■ **PROVIDED MATERIAL**

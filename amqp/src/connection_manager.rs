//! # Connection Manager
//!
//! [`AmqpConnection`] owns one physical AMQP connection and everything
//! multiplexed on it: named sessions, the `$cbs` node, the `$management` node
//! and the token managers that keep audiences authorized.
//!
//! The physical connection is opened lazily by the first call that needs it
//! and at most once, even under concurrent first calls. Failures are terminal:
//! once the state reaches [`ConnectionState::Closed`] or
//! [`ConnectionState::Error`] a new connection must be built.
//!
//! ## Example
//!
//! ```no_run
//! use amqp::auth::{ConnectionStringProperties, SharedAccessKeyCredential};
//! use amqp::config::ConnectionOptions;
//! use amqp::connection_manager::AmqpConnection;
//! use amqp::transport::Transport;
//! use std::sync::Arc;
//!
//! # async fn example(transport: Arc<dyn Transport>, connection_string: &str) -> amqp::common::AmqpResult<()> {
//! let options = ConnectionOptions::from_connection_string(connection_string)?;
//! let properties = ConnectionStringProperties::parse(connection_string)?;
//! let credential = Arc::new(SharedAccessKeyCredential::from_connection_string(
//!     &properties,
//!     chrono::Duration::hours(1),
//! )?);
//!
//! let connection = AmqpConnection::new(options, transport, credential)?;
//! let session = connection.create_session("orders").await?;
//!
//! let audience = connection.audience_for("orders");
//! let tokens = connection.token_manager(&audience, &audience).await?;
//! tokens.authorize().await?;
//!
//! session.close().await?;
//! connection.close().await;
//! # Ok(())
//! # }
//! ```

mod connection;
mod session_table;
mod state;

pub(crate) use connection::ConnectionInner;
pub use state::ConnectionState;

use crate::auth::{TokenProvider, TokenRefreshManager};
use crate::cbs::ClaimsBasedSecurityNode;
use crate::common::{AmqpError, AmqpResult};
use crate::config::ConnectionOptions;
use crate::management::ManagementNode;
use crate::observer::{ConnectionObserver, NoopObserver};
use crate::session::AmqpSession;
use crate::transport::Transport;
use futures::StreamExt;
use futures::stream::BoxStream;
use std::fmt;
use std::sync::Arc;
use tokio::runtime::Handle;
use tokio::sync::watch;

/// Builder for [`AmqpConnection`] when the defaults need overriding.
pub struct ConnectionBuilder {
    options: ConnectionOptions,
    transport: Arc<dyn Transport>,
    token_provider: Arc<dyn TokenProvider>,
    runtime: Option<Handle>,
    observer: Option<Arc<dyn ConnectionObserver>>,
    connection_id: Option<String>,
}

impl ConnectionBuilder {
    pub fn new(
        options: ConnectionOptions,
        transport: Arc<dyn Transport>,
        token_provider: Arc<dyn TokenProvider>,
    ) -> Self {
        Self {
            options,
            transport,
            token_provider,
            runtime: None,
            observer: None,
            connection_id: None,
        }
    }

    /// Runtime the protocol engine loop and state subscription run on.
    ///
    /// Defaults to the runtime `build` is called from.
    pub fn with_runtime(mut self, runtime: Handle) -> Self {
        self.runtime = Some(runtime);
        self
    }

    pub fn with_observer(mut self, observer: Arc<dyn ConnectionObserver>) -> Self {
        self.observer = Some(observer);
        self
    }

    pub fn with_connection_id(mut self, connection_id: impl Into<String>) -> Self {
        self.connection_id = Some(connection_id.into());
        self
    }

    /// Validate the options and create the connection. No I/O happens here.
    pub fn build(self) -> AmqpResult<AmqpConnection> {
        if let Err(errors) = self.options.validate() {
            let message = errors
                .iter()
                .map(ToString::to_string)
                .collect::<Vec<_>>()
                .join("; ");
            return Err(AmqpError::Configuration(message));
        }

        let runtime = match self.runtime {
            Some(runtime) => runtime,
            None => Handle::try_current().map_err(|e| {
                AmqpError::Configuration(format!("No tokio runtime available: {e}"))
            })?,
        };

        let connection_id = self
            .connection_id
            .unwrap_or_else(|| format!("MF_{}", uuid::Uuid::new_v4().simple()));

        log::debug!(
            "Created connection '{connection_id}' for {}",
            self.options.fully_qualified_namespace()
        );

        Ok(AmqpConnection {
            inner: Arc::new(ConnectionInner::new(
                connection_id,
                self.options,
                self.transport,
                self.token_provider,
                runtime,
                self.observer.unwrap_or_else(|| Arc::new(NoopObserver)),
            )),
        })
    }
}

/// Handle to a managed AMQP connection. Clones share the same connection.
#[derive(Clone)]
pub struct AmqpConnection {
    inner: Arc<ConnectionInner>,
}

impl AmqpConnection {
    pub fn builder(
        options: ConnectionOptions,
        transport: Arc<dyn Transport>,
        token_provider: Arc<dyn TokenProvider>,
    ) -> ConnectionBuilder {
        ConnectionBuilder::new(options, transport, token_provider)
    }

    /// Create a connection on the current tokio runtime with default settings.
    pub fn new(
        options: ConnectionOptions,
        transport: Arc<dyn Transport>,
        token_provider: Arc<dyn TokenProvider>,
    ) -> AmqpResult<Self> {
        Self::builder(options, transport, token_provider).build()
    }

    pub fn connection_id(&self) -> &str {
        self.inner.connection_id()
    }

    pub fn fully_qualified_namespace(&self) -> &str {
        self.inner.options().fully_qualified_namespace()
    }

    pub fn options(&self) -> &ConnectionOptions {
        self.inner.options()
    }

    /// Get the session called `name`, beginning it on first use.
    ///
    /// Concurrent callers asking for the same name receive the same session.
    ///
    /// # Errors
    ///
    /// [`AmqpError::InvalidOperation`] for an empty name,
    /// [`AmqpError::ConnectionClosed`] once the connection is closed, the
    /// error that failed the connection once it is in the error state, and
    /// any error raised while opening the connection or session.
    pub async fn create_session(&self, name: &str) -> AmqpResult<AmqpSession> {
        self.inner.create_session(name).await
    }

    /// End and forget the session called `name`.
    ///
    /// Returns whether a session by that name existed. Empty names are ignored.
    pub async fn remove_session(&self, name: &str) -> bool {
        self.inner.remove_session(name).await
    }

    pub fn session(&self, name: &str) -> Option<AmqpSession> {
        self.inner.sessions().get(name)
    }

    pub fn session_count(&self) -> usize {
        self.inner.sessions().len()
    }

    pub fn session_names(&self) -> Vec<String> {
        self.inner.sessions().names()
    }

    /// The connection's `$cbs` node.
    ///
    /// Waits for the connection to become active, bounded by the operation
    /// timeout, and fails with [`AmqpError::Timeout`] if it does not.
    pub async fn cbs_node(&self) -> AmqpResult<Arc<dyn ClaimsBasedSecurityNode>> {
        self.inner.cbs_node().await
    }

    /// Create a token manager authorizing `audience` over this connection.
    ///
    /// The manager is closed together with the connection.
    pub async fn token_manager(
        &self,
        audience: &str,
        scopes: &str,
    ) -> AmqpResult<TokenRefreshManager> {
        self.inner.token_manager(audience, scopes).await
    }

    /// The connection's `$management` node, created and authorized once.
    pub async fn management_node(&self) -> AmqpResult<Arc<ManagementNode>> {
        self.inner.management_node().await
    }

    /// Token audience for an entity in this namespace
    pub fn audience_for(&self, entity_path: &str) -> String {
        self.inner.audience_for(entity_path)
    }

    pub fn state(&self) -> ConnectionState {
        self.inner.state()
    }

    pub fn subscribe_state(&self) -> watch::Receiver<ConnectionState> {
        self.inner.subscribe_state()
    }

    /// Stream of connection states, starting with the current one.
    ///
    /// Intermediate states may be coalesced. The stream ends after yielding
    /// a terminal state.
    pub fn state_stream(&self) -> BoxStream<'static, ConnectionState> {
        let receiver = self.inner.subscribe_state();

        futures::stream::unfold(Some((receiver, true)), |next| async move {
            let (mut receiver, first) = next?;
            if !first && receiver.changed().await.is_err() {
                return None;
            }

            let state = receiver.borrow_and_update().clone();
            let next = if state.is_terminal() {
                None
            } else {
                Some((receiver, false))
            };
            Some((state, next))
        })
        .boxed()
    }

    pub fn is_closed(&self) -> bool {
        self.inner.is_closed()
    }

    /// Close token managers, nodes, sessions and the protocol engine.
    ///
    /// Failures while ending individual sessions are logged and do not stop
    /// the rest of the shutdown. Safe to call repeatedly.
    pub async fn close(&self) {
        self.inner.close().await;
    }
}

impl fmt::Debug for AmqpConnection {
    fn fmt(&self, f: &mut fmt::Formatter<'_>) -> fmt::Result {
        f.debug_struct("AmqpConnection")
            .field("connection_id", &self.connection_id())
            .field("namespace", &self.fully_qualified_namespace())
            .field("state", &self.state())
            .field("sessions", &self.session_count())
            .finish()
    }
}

■ **WHAT YOU SHOULD DO**
A line belongs in the answer if it contains the word "physical"; please copy each such line from the material.

■ **ANSWER SECTION**
//! [`AmqpConnection`] owns one physical AMQP connection and everything
//! The physical connection is opened lazily by the first call that needs it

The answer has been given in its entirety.